(Stored items)
==================================================
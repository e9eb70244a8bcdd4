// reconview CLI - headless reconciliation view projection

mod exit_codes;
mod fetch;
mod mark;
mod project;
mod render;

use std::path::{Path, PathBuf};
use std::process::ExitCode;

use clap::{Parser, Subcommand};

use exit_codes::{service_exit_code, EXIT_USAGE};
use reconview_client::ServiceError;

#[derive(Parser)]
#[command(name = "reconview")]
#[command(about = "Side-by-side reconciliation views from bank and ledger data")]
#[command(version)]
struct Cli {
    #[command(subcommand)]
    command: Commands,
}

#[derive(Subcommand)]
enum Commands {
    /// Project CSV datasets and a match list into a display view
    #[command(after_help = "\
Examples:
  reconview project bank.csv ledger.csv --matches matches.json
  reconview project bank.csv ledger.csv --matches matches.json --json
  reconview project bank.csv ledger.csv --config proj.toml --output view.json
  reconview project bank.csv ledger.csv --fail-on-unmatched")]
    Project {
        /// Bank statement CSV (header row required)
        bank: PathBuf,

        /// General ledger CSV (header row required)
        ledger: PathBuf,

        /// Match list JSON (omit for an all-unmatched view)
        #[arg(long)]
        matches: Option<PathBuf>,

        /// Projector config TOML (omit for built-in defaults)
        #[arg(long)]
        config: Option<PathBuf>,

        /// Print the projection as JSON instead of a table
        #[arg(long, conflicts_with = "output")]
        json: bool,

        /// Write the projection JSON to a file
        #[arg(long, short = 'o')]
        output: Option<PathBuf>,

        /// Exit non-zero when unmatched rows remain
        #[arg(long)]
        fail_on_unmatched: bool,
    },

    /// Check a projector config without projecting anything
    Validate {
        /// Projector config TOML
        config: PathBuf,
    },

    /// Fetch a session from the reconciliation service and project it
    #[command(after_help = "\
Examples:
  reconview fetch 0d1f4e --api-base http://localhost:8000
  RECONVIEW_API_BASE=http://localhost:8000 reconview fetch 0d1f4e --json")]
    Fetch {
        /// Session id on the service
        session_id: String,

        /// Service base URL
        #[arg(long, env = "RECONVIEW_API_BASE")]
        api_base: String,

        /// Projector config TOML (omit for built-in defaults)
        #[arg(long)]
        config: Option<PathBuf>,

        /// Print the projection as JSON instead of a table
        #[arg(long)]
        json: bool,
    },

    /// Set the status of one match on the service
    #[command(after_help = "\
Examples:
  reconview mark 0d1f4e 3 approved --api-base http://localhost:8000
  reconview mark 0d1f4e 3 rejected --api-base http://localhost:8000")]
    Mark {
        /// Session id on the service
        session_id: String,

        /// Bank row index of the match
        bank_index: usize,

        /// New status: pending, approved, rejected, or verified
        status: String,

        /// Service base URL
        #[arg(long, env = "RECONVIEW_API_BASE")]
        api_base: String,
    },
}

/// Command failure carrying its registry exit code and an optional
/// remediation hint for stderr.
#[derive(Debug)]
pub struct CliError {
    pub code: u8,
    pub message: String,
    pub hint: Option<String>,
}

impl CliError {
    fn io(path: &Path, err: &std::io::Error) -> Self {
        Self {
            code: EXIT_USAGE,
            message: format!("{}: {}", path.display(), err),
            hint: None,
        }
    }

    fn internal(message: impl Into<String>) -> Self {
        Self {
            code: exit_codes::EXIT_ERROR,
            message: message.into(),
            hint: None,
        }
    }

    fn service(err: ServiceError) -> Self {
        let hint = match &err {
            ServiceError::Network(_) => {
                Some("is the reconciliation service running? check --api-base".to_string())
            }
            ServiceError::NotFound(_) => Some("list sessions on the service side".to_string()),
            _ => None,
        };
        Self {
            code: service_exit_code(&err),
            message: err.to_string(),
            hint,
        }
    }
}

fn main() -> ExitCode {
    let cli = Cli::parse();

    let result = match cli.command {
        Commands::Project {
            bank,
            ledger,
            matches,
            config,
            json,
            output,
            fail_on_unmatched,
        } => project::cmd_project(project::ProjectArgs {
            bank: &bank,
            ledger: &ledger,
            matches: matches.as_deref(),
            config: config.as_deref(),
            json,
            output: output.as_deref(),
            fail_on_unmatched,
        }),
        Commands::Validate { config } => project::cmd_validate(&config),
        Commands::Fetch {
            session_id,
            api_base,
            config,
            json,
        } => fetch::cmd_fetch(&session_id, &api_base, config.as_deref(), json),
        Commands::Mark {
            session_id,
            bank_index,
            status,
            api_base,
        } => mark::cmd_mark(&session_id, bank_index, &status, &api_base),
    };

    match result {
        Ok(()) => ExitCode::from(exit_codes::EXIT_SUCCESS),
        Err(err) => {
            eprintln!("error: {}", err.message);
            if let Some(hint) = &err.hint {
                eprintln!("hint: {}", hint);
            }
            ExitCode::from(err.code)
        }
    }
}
==================================================
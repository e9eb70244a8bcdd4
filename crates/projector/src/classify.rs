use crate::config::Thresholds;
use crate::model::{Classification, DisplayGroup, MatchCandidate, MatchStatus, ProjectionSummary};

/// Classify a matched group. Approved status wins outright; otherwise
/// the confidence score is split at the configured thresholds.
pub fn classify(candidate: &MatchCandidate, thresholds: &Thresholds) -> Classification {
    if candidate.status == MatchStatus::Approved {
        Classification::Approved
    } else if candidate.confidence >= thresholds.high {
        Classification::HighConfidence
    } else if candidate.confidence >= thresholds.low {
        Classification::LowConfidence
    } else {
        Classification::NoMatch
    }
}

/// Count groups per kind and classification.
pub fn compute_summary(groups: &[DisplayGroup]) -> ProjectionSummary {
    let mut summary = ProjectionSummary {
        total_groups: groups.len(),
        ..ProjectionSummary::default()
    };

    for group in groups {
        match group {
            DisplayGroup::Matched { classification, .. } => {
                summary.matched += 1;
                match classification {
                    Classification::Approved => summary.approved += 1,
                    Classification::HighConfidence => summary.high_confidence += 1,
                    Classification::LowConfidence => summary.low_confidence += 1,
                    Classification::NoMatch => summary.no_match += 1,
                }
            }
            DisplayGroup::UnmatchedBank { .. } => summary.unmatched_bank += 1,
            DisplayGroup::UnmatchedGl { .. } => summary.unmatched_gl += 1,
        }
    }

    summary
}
==================================================
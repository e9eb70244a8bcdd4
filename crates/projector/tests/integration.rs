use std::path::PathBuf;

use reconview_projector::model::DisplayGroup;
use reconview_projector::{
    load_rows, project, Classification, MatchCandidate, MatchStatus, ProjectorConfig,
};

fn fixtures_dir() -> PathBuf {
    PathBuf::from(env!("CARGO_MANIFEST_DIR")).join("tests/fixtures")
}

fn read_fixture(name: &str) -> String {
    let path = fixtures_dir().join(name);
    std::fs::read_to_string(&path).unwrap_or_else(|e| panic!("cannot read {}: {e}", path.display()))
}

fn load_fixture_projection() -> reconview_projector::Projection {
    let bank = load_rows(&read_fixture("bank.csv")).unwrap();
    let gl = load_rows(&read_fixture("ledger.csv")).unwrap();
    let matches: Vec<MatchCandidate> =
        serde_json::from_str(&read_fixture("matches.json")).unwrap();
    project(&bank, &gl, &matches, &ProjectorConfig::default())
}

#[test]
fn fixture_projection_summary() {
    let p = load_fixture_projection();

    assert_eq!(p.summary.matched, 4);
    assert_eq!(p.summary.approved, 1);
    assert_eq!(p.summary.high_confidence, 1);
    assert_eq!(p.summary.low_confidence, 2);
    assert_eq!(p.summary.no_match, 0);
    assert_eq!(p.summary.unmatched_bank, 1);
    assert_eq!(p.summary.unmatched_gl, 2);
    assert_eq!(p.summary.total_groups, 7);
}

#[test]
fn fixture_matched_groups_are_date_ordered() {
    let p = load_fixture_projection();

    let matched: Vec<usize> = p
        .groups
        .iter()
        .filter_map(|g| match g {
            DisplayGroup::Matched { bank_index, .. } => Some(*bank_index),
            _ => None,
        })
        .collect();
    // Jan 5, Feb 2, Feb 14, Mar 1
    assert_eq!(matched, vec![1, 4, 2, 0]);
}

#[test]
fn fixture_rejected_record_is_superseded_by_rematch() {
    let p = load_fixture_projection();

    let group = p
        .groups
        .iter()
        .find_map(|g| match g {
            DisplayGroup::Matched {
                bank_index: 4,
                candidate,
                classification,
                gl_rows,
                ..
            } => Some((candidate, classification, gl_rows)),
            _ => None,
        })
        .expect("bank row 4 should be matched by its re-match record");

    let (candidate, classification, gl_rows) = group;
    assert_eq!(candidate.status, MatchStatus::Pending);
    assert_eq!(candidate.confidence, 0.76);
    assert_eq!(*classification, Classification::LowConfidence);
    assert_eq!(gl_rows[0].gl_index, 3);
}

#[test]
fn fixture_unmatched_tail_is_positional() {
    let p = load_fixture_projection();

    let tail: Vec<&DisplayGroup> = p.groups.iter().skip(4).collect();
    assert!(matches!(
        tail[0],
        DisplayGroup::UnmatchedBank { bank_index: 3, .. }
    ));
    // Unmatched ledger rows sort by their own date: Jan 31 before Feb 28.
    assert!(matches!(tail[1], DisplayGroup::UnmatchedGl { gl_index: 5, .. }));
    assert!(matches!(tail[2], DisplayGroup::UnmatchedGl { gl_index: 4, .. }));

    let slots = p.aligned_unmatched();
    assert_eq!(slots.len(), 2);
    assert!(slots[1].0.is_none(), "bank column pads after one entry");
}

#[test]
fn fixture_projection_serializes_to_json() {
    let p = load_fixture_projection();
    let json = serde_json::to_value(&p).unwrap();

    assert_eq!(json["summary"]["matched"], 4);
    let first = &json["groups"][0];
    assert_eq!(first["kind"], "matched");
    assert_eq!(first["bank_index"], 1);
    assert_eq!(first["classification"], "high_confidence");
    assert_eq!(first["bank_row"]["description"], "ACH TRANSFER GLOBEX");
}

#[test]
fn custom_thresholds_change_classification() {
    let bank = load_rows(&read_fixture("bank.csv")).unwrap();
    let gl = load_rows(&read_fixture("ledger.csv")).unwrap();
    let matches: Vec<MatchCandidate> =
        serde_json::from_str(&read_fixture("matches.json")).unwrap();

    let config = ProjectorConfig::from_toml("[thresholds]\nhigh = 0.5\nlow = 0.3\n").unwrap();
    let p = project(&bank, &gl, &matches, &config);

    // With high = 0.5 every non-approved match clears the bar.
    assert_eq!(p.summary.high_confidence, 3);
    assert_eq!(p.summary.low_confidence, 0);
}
==================================================
About this task =
Go through the entries above and report each line with the string "Commands" in it.

Answer below =
    command: Commands,
enum Commands {
        Commands::Project {
        Commands::Validate { config } => project::cmd_validate(&config),
        Commands::Fetch {
        Commands::Mark {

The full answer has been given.